ISBN: 978-1-118-77065-8
304 pages
June 2015, ©2014
Introduction to Computational Contact Mechanics: A Geometrical Approach (111877065X) cover image

Description

Introduction to Computational Contact Mechanics: A Geometrical Approach covers the fundamentals of computational contact mechanics and focuses on its practical implementation. Part one of this textbook focuses on the underlying theory and covers essential information about differential geometry and mathematical methods which are necessary to build the computational algorithm independently from other courses in mechanics. The geometrically exact theory for the computational contact mechanics is described in step-by-step manner, using examples of strict derivation from a mathematical point of view. The final goal of the theory is to construct in the independent approximation form /so-called covariant form, including application to high-order and isogeometric finite elements.
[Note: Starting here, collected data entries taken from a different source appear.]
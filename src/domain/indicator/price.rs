//! Raw bar fields exposed as indicators, plus true range.
//!
//! These are valid from index 0. True range at index 0 has no previous close
//! and falls back to high - low.

use crate::domain::indicator::{IndicatorSeries, IndicatorType};
use crate::domain::ohlcv::Bar;
use std::fmt;

#[derive(Debug, Clone, Copy, PartialEq, Eq, Hash)]
pub enum PriceField {
    Open,
    High,
    Low,
    Close,
    Volume,
}

impl PriceField {
    pub fn read(self, bar: &Bar) -> f64 {
        match self {
            PriceField::Open => bar.open,
            PriceField::High => bar.high,
            PriceField::Low => bar.low,
            PriceField::Close => bar.close,
            PriceField::Volume => bar.volume_or_zero(),
        }
    }
}

impl fmt::Display for PriceField {
    fn fmt(&self, f: &mut fmt::Formatter<'_>) -> fmt::Result {
        let name = match self {
            PriceField::Open => "OPEN",
            PriceField::High => "HIGH",
            PriceField::Low => "LOW",
            PriceField::Close => "CLOSE",
            PriceField::Volume => "VOLUME",
        };
        f.write_str(name)
    }
}

pub fn calculate_price(bars: &[Bar], field: PriceField) -> IndicatorSeries {
    let values = bars.iter().map(|b| Some(field.read(b))).collect();
    IndicatorSeries::from_options(IndicatorType::Price(field), bars, values)
}

pub fn true_range_values(bars: &[Bar]) -> Vec<f64> {
    bars.iter()
        .enumerate()
        .map(|(i, bar)| match i {
            0 => bar.high - bar.low,
            _ => bar.true_range(bars[i - 1].close),
        })
        .collect()
}

pub fn calculate_true_range(bars: &[Bar]) -> IndicatorSeries {
    let values = true_range_values(bars).into_iter().map(Some).collect();
    IndicatorSeries::from_options(IndicatorType::TrueRange, bars, values)
}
The second part of a book is a practical guide for programming of contact elements and is written in such a way that makes it easy for a programmer to implement using any programming language. All programming examples are accompanied by a set of verification examples allowing the user to learn the research verification technique, essential for the computational contact analysis.

Key features:

  • Covers the fundamentals of computational contact mechanics
  • Covers practical programming, verification and analysis of contact problems
  • Presents the geometrically exact theory for computational contact mechanics
  • Describes algorithms used in well-known finite element software packages
  • Describes modeling of forces as an inverse contact algorithm
  • Includes practical exercises
  • Contains unique verification examples such as the generalized Euler formula for a rope on a surface, and the impact problem and verification of thå percussion center
  • Accompanied by a website hosting software
Introduction to Computational Contact Mechanics: A Geometrical Approach is an ideal textbook for graduates and senior undergraduates, and is also a useful reference for researchers and practitioners working in computational mechanics.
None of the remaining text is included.